Records for this exercise:
──────────

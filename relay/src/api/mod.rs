use std::sync::Arc;
use tracing::error;
use warp::{Filter, Rejection, Reply};

use crate::mailer::Mailer;
use crate::metrics::Metrics;
use crate::summary::Summarizer;
use crate::uploads::UploadStore;

mod email;
mod summarize;
mod upload;

pub fn routes(
    summarizer: Summarizer,
    mailer: Arc<Mailer>,
    uploads: UploadStore,
    metrics: Metrics,
    max_upload_bytes: u64,
) -> impl Filter<Extract = impl Reply, Error = Rejection> + Clone {
    let api = warp::path("api");

    let summarize_route = api
        .and(warp::path("summarize"))
        .and(warp::path::end())
        .and(warp::post())
        .and(warp::body::json())
        .and(with_summarizer(summarizer.clone()))
        .and(with_metrics(metrics.clone()))
        .and_then(summarize::handle_summarize);

    let upload_route = api
        .and(warp::path("upload"))
        .and(warp::path::end())
        .and(warp::post())
        .and(warp::multipart::form().max_length(max_upload_bytes))
        .and(with_uploads(uploads))
        .and(with_summarizer(summarizer))
        .and(with_metrics(metrics.clone()))
        .and_then(upload::handle_upload);

    let email_route = api
        .and(warp::path("email"))
        .and(warp::path::end())
        .and(warp::post())
        .and(warp::body::json())
        .and(with_mailer(mailer))
        .and(with_metrics(metrics))
        .and_then(email::handle_email);

    summarize_route.or(upload_route).or(email_route)
}

/// `GET /health` and `GET /metrics`.
pub fn ops_routes(
    metrics: Metrics,
) -> impl Filter<Extract = impl Reply, Error = Rejection> + Clone {
    // Health check route
    let health = warp::path("health")
        .and(warp::path::end())
        .and(warp::get())
        .map(|| {
            warp::reply::json(&serde_json::json!({
                "status": "healthy",
                "timestamp": chrono::Utc::now().to_rfc3339(),
            }))
        });

    // Metrics route
    let metrics_route = warp::path("metrics")
        .and(warp::path::end())
        .and(warp::get())
        .map(move || match metrics.render() {
            Ok((buffer, content_type)) => warp::http::Response::builder()
                .header("Content-Type", content_type)
                .body(buffer),
            Err(e) => {
                error!("Failed to encode metrics: {}", e);
                warp::http::Response::builder()
                    .status(warp::http::StatusCode::INTERNAL_SERVER_ERROR)
                    .body(Vec::new())
            }
        });

    health.or(metrics_route)
}

fn with_summarizer(
    summarizer: Summarizer,
) -> impl Filter<Extract = (Summarizer,), Error = std::convert::Infallible> + Clone {
    warp::any().map(move || summarizer.clone())
}

fn with_mailer(
    mailer: Arc<Mailer>,
) -> impl Filter<Extract = (Arc<Mailer>,), Error = std::convert::Infallible> + Clone {
    warp::any().map(move || mailer.clone())
}

fn with_uploads(
    uploads: UploadStore,
) -> impl Filter<Extract = (UploadStore,), Error = std::convert::Infallible> + Clone {
    warp::any().map(move || uploads.clone())
}

fn with_metrics(
    metrics: Metrics,
) -> impl Filter<Extract = (Metrics,), Error = std::convert::Infallible> + Clone {
    warp::any().map(move || metrics.clone())
}
use bytes::Buf;
use futures::TryStreamExt;
use tracing::info;
use warp::multipart::{FormData, Part};
use warp::{Rejection, Reply};

use crate::error::{reject, ApiError};
use crate::metrics::Metrics;
use crate::models::{SummaryResponse, UploadResponse};
use crate::summary::{SummarizationRequest, Summarizer};
use crate::uploads::{is_text_file, UploadError, UploadStore};

pub async fn handle_upload(
    mut form: FormData,
    uploads: UploadStore,
    summarizer: Summarizer,
    metrics: Metrics,
) -> Result<impl Reply, Rejection> {
    info!("Receiving text upload...");

    let mut file: Option<(String, Vec<u8>)> = None;
    let mut style_hint: Option<String> = None;

    while let Some(part) = form
        .try_next()
        .await
        .map_err(|e| reject(ApiError::Validation(format!("Malformed upload: {}", e))))?
    {
        let name = part.name().to_string();
        match name.as_str() {
            "file" => {
                let filename = part.filename().unwrap_or("upload.txt").to_string();
                if !is_text_file(&filename, part.content_type()) {
                    return Err(reject(UploadError::NotText));
                }
                let data = read_part(part).await?;
                file = Some((filename, data));
            }
            "styleHint" => {
                let data = read_part(part).await?;
                style_hint = String::from_utf8(data).ok().filter(|s| !s.trim().is_empty());
            }
            _ => {}
        }
    }

    let (filename, data) = file.ok_or_else(|| reject(UploadError::Missing))?;
    info!("Ingesting file '{}' ({} bytes)", filename, data.len());

    let text = uploads.ingest(&filename, &data).await.map_err(reject)?;
    metrics.record_upload();

    let result = summarizer
        .summarize(&SummarizationRequest::new(text, style_hint))
        .await
        .map_err(reject)?;
    metrics.record_summary(result.used_fallback);

    Ok(warp::reply::json(&UploadResponse {
        summary: SummaryResponse::from(result),
        filename,
    }))
}

async fn read_part(part: Part) -> Result<Vec<u8>, Rejection> {
    part.stream()
        .try_fold(Vec::new(), |mut vec, data| async move {
            vec.extend_from_slice(data.chunk());
            Ok(vec)
        })
        .await
        .map_err(|e| reject(ApiError::Validation(format!("Malformed upload: {}", e))))
}
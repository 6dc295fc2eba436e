pub fn cors(allowed_origin: Option<&str>) -> warp::cors::Builder {
    let builder = match allowed_origin {
        Some(origin) => warp::cors().allow_origin(origin),
        None => warp::cors().allow_any_origin(),
    };

    builder
        .allow_headers(vec![
            "User-Agent",
            "Sec-Fetch-Mode",
            "Referer",
            "Origin",
            "Access-Control-Request-Method",
            "Access-Control-Request-Headers",
            "Content-Type",
            "Accept",
            "Content-Length",
        ])
        .allow_methods(vec!["POST", "GET", "OPTIONS"])
}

──────────

What the task asks: Retype the listing in full, keeping every word as it appears.

Answer for this exercise:
filename relay/src/api/mod.rs
use std::sync::Arc;
use tracing::error;
use warp::{Filter, Rejection, Reply};

use crate::mailer::Mailer;
use crate::metrics::Metrics;
use crate::summary::Summarizer;
use crate::uploads::UploadStore;

mod email;
mod summarize;
mod upload;

pub fn routes(
    summarizer: Summarizer,
    mailer: Arc<Mailer>,
    uploads: UploadStore,
    metrics: Metrics,
    max_upload_bytes: u64,
) -> impl Filter<Extract = impl Reply, Error = Rejection> + Clone {
    let api = warp::path("api");

    let summarize_route = api
        .and(warp::path("summarize"))
        .and(warp::path::end())
        .and(warp::post())
        .and(warp::body::json())
        .and(with_summarizer(summarizer.clone()))
        .and(with_metrics(metrics.clone()))
        .and_then(summarize::handle_summarize);

    let upload_route = api
        .and(warp::path("upload"))
        .and(warp::path::end())
        .and(warp::post())
        .and(warp::multipart::form().max_length(max_upload_bytes))
        .and(with_uploads(uploads))
        .and(with_summarizer(summarizer))
        .and(with_metrics(metrics.clone()))
        .and_then(upload::handle_upload);

    let email_route = api
        .and(warp::path("email"))
        .and(warp::path::end())
        .and(warp::post())
        .and(warp::body::json())
        .and(with_mailer(mailer))
        .and(with_metrics(metrics))
        .and_then(email::handle_email);

    summarize_route.or(upload_route).or(email_route)
}

/// `GET /health` and `GET /metrics`.
pub fn ops_routes(
    metrics: Metrics,
) -> impl Filter<Extract = impl Reply, Error = Rejection> + Clone {
    // Health check route
    let health = warp::path("health")
        .and(warp::path::end())
        .and(warp::get())
        .map(|| {
            warp::reply::json(&serde_json::json!({
                "status": "healthy",
                "timestamp": chrono::Utc::now().to_rfc3339(),
            }))
        });

    // Metrics route
    let metrics_route = warp::path("metrics")
        .and(warp::path::end())
        .and(warp::get())
        .map(move || match metrics.render() {
            Ok((buffer, content_type)) => warp::http::Response::builder()
                .header("Content-Type", content_type)
                .body(buffer),
            Err(e) => {
                error!("Failed to encode metrics: {}", e);
                warp::http::Response::builder()
                    .status(warp::http::StatusCode::INTERNAL_SERVER_ERROR)
                    .body(Vec::new())
            }
        });

    health.or(metrics_route)
}

fn with_summarizer(
    summarizer: Summarizer,
) -> impl Filter<Extract = (Summarizer,), Error = std::convert::Infallible> + Clone {
    warp::any().map(move || summarizer.clone())
}

fn with_mailer(
    mailer: Arc<Mailer>,
) -> impl Filter<Extract = (Arc<Mailer>,), Error = std::convert::Infallible> + Clone {
    warp::any().map(move || mailer.clone())
}

fn with_uploads(
    uploads: UploadStore,
) -> impl Filter<Extract = (UploadStore,), Error = std::convert::Infallible> + Clone {
    warp::any().map(move || uploads.clone())
}

fn with_metrics(
    metrics: Metrics,
) -> impl Filter<Extract = (Metrics,), Error = std::convert::Infallible> + Clone {
    warp::any().map(move || metrics.clone())
}
use bytes::Buf;
use futures::TryStreamExt;
use tracing::info;
use warp::multipart::{FormData, Part};
use warp::{Rejection, Reply};

use crate::error::{reject, ApiError};
use crate::metrics::Metrics;
use crate::models::{SummaryResponse, UploadResponse};
use crate::summary::{SummarizationRequest, Summarizer};
use crate::uploads::{is_text_file, UploadError, UploadStore};

pub async fn handle_upload(
    mut form: FormData,
    uploads: UploadStore,
    summarizer: Summarizer,
    metrics: Metrics,
) -> Result<impl Reply, Rejection> {
    info!("Receiving text upload...");

    let mut file: Option<(String, Vec<u8>)> = None;
    let mut style_hint: Option<String> = None;

    while let Some(part) = form
        .try_next()
        .await
        .map_err(|e| reject(ApiError::Validation(format!("Malformed upload: {}", e))))?
    {
        let name = part.name().to_string();
        match name.as_str() {
            "file" => {
                let filename = part.filename().unwrap_or("upload.txt").to_string();
                if !is_text_file(&filename, part.content_type()) {
                    return Err(reject(UploadError::NotText));
                }
                let data = read_part(part).await?;
                file = Some((filename, data));
            }
            "styleHint" => {
                let data = read_part(part).await?;
                style_hint = String::from_utf8(data).ok().filter(|s| !s.trim().is_empty());
            }
            _ => {}
        }
    }

    let (filename, data) = file.ok_or_else(|| reject(UploadError::Missing))?;
    info!("Ingesting file '{}' ({} bytes)", filename, data.len());

    let text = uploads.ingest(&filename, &data).await.map_err(reject)?;
    metrics.record_upload();

    let result = summarizer
        .summarize(&SummarizationRequest::new(text, style_hint))
        .await
        .map_err(reject)?;
    metrics.record_summary(result.used_fallback);

    Ok(warp::reply::json(&UploadResponse {
        summary: SummaryResponse::from(result),
        filename,
    }))
}

async fn read_part(part: Part) -> Result<Vec<u8>, Rejection> {
    part.stream()
        .try_fold(Vec::new(), |mut vec, data| async move {
            vec.extend_from_slice(data.chunk());
            Ok(vec)
        })
        .await
        .map_err(|e| reject(ApiError::Validation(format!("Malformed upload: {}", e))))
}
repository 6dc295fc2eba436e
pub fn cors(allowed_origin: Option<&str>) -> warp::cors::Builder {
    let builder = match allowed_origin {
        Some(origin) => warp::cors().allow_origin(origin),
        None => warp::cors().allow_any_origin(),
    };

    builder
        .allow_headers(vec![
            "User-Agent",
            "Sec-Fetch-Mode",
            "Referer",
            "Origin",
            "Access-Control-Request-Method",
            "Access-Control-Request-Headers",
            "Content-Type",
            "Accept",
            "Content-Length",
        ])
        .allow_methods(vec!["POST", "GET", "OPTIONS"])
}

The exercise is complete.